▶ **The task**
One number is the whole answer: the tally of lines in the records below that contain "OsRng".

** Records for this task follows **

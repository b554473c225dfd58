//! File-backed key directory.
//!
//! A directory holding one `<user>.pub` file per known user and, for local
//! users, a `<user>.key` file with the private scalar. A `.pub` file may
//! list several public keys separated by a blank line, most preferred
//! first.
//!
//! ```text
//! keys/
//! ├── dude@google.com.pub
//! ├── dude@google.com.key
//! └── bob@foo.com.pub
//! ```

use std::path::{Path, PathBuf};

use async_trait::async_trait;
use eepack_core::{
    KeyLookup, KeyPair, PackError, PackResult, PrivateKey, PublicKey, UserKeys, UserName,
};
use tracing::debug;

/// Extension of public key files.
pub const PUBLIC_KEY_EXT: &str = "pub";

/// Extension of private key files.
pub const PRIVATE_KEY_EXT: &str = "key";

/// Key files under one root directory.
#[derive(Debug, Clone)]
pub struct KeyDirectory {
    root: PathBuf,
}

impl KeyDirectory {
    /// Key directory rooted at `root`. Nothing is created until a save.
    pub fn new(root: impl Into<PathBuf>) -> Self {
        Self { root: root.into() }
    }

    /// The directory holding the key files.
    pub fn root(&self) -> &Path {
        &self.root
    }

    fn path_for(&self, user: &UserName, ext: &str) -> PathBuf {
        self.root.join(format!("{}.{}", user, ext))
    }

    /// Write a user's public keys, most preferred first.
    pub async fn save_public_keys(&self, user: &UserName, keys: &[PublicKey]) -> PackResult<()> {
        tokio::fs::create_dir_all(&self.root).await?;
        let text = keys
            .iter()
            .map(|k| k.as_str().trim_end())
            .collect::<Vec<_>>()
            .join("\n\n");
        tokio::fs::write(self.path_for(user, PUBLIC_KEY_EXT), format!("{}\n", text)).await?;
        Ok(())
    }

    /// Write a local user's key pair. The private key file is owner-only on
    /// Unix.
    pub async fn save_key_pair(&self, user: &UserName, key_pair: &KeyPair) -> PackResult<()> {
        self.save_public_keys(user, std::slice::from_ref(&key_pair.public))
            .await?;

        let path = self.path_for(user, PRIVATE_KEY_EXT);
        tokio::fs::write(&path, format!("{}\n", key_pair.private.expose())).await?;
        #[cfg(unix)]
        {
            use std::os::unix::fs::PermissionsExt;
            tokio::fs::set_permissions(&path, std::fs::Permissions::from_mode(0o600)).await?;
        }
        Ok(())
    }

    /// Load a local user's key pair. The first listed public key is used.
    pub async fn load_key_pair(&self, user: &UserName) -> PackResult<KeyPair> {
        let public = self
            .read_public_keys(user)
            .await?
            .into_iter()
            .next()
            .ok_or_else(|| {
                PackError::MalformedKey(format!("{} has an empty public key file", user))
            })?;
        let private = tokio::fs::read_to_string(self.path_for(user, PRIVATE_KEY_EXT)).await?;
        Ok(KeyPair::new(public, PrivateKey::new(private.trim())))
    }

    async fn read_public_keys(&self, user: &UserName) -> PackResult<Vec<PublicKey>> {
        let text = tokio::fs::read_to_string(self.path_for(user, PUBLIC_KEY_EXT)).await?;
        Ok(parse_public_keys(&text))
    }
}

/// Split a `.pub` file into its keys.
fn parse_public_keys(text: &str) -> Vec<PublicKey> {
    text.replace("\r\n", "\n")
        .split("\n\n")
        .map(str::trim)
        .filter(|chunk| !chunk.is_empty())
        .map(PublicKey::new)
        .collect()
}

#[async_trait]
impl KeyLookup for KeyDirectory {
    async fn lookup(&self, user: &UserName) -> PackResult<UserKeys> {
        let public_keys = match self.read_public_keys(user).await {
            Ok(keys) => keys,
            Err(PackError::Io(e)) if e.kind() == std::io::ErrorKind::NotFound => {
                return Err(PackError::IdentityNotFound(user.clone()));
            }
            Err(PackError::Io(e)) => {
                return Err(PackError::LookupUnavailable(format!(
                    "{}: {}",
                    self.root.display(),
                    e
                )));
            }
            Err(e) => return Err(e),
        };
        if public_keys.is_empty() {
            return Err(PackError::IdentityNotFound(user.clone()));
        }

        debug!(
            subsystem = "lookup",
            component = "key_dir",
            user = %user,
            key_count = public_keys.len(),
            "Read public keys"
        );
        Ok(UserKeys {
            endpoints: vec![],
            public_keys,
        })
    }
}

#[cfg(test)]
mod tests {
    use super::*;
    use crate::keys::generate_key_pair;
    use eepack_core::Packing;
    use tempfile::TempDir;

    fn user(s: &str) -> UserName {
        UserName::parse(s).unwrap()
    }

    #[tokio::test]
    async fn test_save_and_load_key_pair() {
        let temp = TempDir::new().unwrap();
        let dir = KeyDirectory::new(temp.path().join("keys"));
        let kp = generate_key_pair(Packing::EeP256);

        dir.save_key_pair(&user("dude@google.com"), &kp).await.unwrap();
        let loaded = dir.load_key_pair(&user("dude@google.com")).await.unwrap();

        assert_eq!(loaded.public, kp.public);
        assert_eq!(loaded.private.expose(), kp.private.expose());
    }

    #[cfg(unix)]
    #[tokio::test]
    async fn test_private_key_is_owner_only() {
        use std::os::unix::fs::PermissionsExt;

        let temp = TempDir::new().unwrap();
        let dir = KeyDirectory::new(temp.path());
        dir.save_key_pair(&user("dude@google.com"), &generate_key_pair(Packing::EeP256))
            .await
            .unwrap();

        let meta = std::fs::metadata(temp.path().join("dude@google.com.key")).unwrap();
        assert_eq!(meta.permissions().mode() & 0o777, 0o600);
    }

    #[tokio::test]
    async fn test_lookup_returns_all_keys_in_order() {
        let temp = TempDir::new().unwrap();
        let dir = KeyDirectory::new(temp.path());
        let k1 = generate_key_pair(Packing::EeP521).public;
        let k2 = generate_key_pair(Packing::EeP256).public;

        dir.save_public_keys(&user("bob@foo.com"), &[k1.clone(), k2.clone()])
            .await
            .unwrap();
        let found = dir.lookup(&user("bob@foo.com")).await.unwrap();
        assert_eq!(found.public_keys, vec![k1, k2]);
        assert!(found.endpoints.is_empty());
    }

    #[tokio::test]
    async fn test_unknown_user() {
        let temp = TempDir::new().unwrap();
        let dir = KeyDirectory::new(temp.path());
        let err = dir.lookup(&user("ghost@x.com")).await.unwrap_err();
        assert!(matches!(err, PackError::IdentityNotFound(_)));
    }

    #[tokio::test]
    async fn test_unreadable_directory_is_unavailable() {
        let temp = TempDir::new().unwrap();
        // A file where the directory should be.
        let not_a_dir = temp.path().join("keys");
        std::fs::write(&not_a_dir, b"x").unwrap();

        let err = KeyDirectory::new(&not_a_dir)
            .lookup(&user("bob@foo.com"))
            .await
            .unwrap_err();
        assert!(err.is_retryable(), "{:?}", err);
    }

    #[test]
    fn test_parse_public_keys() {
        let keys = parse_public_keys("1\n2\n\n\n3\n4\r\n\r\n5\n6\n");
        assert_eq!(
            keys,
            vec![
                PublicKey::new("1\n2"),
                PublicKey::new("3\n4"),
                PublicKey::new("5\n6")
            ]
        );
        assert!(parse_public_keys("\n\n").is_empty());
    }
}
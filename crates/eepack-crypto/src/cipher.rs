//! AES-256-GCM content cipher.
//!
//! Every pack draws a fresh data key and a fresh nonce from the OS CSPRNG, so
//! a (key, nonce) pair is never reused across blobs. Nothing here is derived
//! from the content.
//!
//! Blob layout: `nonce (12) || ciphertext || tag (16)`.

use aes_gcm::{
    aead::{Aead, KeyInit, Payload},
    Aes256Gcm, Nonce,
};
use eepack_core::defaults::{BLOB_OVERHEAD, DATA_KEY_LEN, NONCE_LEN};
use eepack_core::{PackError, PackResult};
use rand::rngs::OsRng;
use rand::RngCore;
use zeroize::{Zeroize, ZeroizeOnDrop, Zeroizing};

/// Per-blob symmetric key with automatic zeroization on drop.
#[derive(Zeroize, ZeroizeOnDrop)]
pub struct DataKey([u8; DATA_KEY_LEN]);

impl DataKey {
    /// Draw a fresh random key.
    pub fn generate() -> Self {
        Self(generate_random())
    }

    /// Create a key from raw bytes.
    pub fn from_bytes(bytes: [u8; DATA_KEY_LEN]) -> Self {
        Self(bytes)
    }

    /// Get the key bytes.
    pub fn as_bytes(&self) -> &[u8; DATA_KEY_LEN] {
        &self.0
    }
}

impl std::fmt::Debug for DataKey {
    fn fmt(&self, f: &mut std::fmt::Formatter<'_>) -> std::fmt::Result {
        f.debug_struct("DataKey")
            .field("key", &"[REDACTED]")
            .finish()
    }
}

/// Generate cryptographically secure random bytes.
pub fn generate_random<const N: usize>() -> [u8; N] {
    let mut bytes = [0u8; N];
    OsRng.fill_bytes(&mut bytes);
    bytes
}

/// Generate a random nonce (12 bytes).
pub fn generate_nonce() -> [u8; NONCE_LEN] {
    generate_random()
}

/// Encrypt with AES-256-GCM, binding `aad`.
///
/// Returns ciphertext with appended authentication tag (16 bytes).
pub fn aes_gcm_seal(
    key: &[u8; 32],
    nonce: &[u8; NONCE_LEN],
    plaintext: &[u8],
    aad: &[u8],
) -> PackResult<Vec<u8>> {
    let cipher =
        Aes256Gcm::new_from_slice(key).map_err(|e| PackError::Encryption(e.to_string()))?;

    cipher
        .encrypt(Nonce::from_slice(nonce), Payload { msg: plaintext, aad })
        .map_err(|_| PackError::Encryption("AES-GCM encryption failed".into()))
}

/// Decrypt with AES-256-GCM, checking `aad`.
///
/// Returns `None` if the tag does not authenticate.
pub fn aes_gcm_open(
    key: &[u8; 32],
    nonce: &[u8; NONCE_LEN],
    ciphertext: &[u8],
    aad: &[u8],
) -> Option<Zeroizing<Vec<u8>>> {
    let cipher = Aes256Gcm::new_from_slice(key).ok()?;
    cipher
        .decrypt(Nonce::from_slice(nonce), Payload { msg: ciphertext, aad })
        .ok()
        .map(Zeroizing::new)
}

/// Encrypt file content under a data key, producing the cipher blob.
pub fn encrypt_content(key: &DataKey, plaintext: &[u8]) -> PackResult<Vec<u8>> {
    let nonce = generate_nonce();
    let sealed = aes_gcm_seal(key.as_bytes(), &nonce, plaintext, &[])?;

    let mut blob = Vec::with_capacity(NONCE_LEN + sealed.len());
    blob.extend_from_slice(&nonce);
    blob.extend_from_slice(&sealed);
    Ok(blob)
}

/// Decrypt a cipher blob under a data key.
pub fn decrypt_content(key: &DataKey, blob: &[u8]) -> PackResult<Zeroizing<Vec<u8>>> {
    if blob.len() < BLOB_OVERHEAD {
        return Err(PackError::AuthenticationFailed);
    }
    let (nonce, sealed) = blob.split_at(NONCE_LEN);
    let mut nonce_bytes = [0u8; NONCE_LEN];
    nonce_bytes.copy_from_slice(nonce);

    aes_gcm_open(key.as_bytes(), &nonce_bytes, sealed, &[]).ok_or(PackError::AuthenticationFailed)
}

#[cfg(test)]
mod tests {
    use super::*;
    use eepack_core::defaults::TAG_LEN;

    #[test]
    fn test_generate_nonce() {
        let nonce1 = generate_nonce();
        let nonce2 = generate_nonce();

        assert_eq!(nonce1.len(), 12);
        assert_ne!(nonce1, nonce2); // Should be random
    }

    #[test]
    fn test_data_keys_are_fresh() {
        let k1 = DataKey::generate();
        let k2 = DataKey::generate();
        assert_ne!(k1.as_bytes(), k2.as_bytes());
    }

    #[test]
    fn test_content_roundtrip() {
        let key = DataKey::generate();
        let plaintext = b"this is some text 256";

        let blob = encrypt_content(&key, plaintext).unwrap();
        assert_eq!(blob.len(), plaintext.len() + BLOB_OVERHEAD);

        let decrypted = decrypt_content(&key, &blob).unwrap();
        assert_eq!(plaintext.as_slice(), decrypted.as_slice());
    }

    #[test]
    fn test_same_content_different_blobs() {
        let key = DataKey::generate();
        let b1 = encrypt_content(&key, b"same").unwrap();
        let b2 = encrypt_content(&key, b"same").unwrap();
        assert_ne!(b1, b2);
    }

    #[test]
    fn test_empty_content() {
        let key = DataKey::generate();
        let blob = encrypt_content(&key, b"").unwrap();
        assert_eq!(blob.len(), BLOB_OVERHEAD);
        assert!(decrypt_content(&key, &blob).unwrap().is_empty());
    }

    #[test]
    fn test_tampered_blob_fails() {
        let key = DataKey::generate();
        let mut blob = encrypt_content(&key, b"Important data").unwrap();
        let last = blob.len() - 1;
        blob[last] ^= 0xFF;
        assert!(matches!(
            decrypt_content(&key, &blob),
            Err(PackError::AuthenticationFailed)
        ));
    }

    #[test]
    fn test_wrong_key_fails() {
        let blob = encrypt_content(&DataKey::generate(), b"data").unwrap();
        assert!(decrypt_content(&DataKey::generate(), &blob).is_err());
    }

    #[test]
    fn test_short_blob_fails() {
        let key = DataKey::generate();
        assert!(decrypt_content(&key, &[0u8; BLOB_OVERHEAD - 1]).is_err());
    }

    #[test]
    fn test_aad_is_bound() {
        let key = [7u8; 32];
        let nonce = [1u8; 12];
        let sealed = aes_gcm_seal(&key, &nonce, b"secret", b"bob@foo.com").unwrap();
        assert_eq!(sealed.len(), 6 + TAG_LEN);

        assert!(aes_gcm_open(&key, &nonce, &sealed, b"bob@foo.com").is_some());
        assert!(aes_gcm_open(&key, &nonce, &sealed, b"eve@foo.com").is_none());
    }

    #[test]
    fn test_data_key_debug_redacted() {
        let debug = format!("{:?}", DataKey::from_bytes([42u8; 32]));
        assert!(debug.contains("REDACTED"));
        assert!(!debug.contains("42"));
    }
}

** End of Records for this task **

▶ **Task output**
2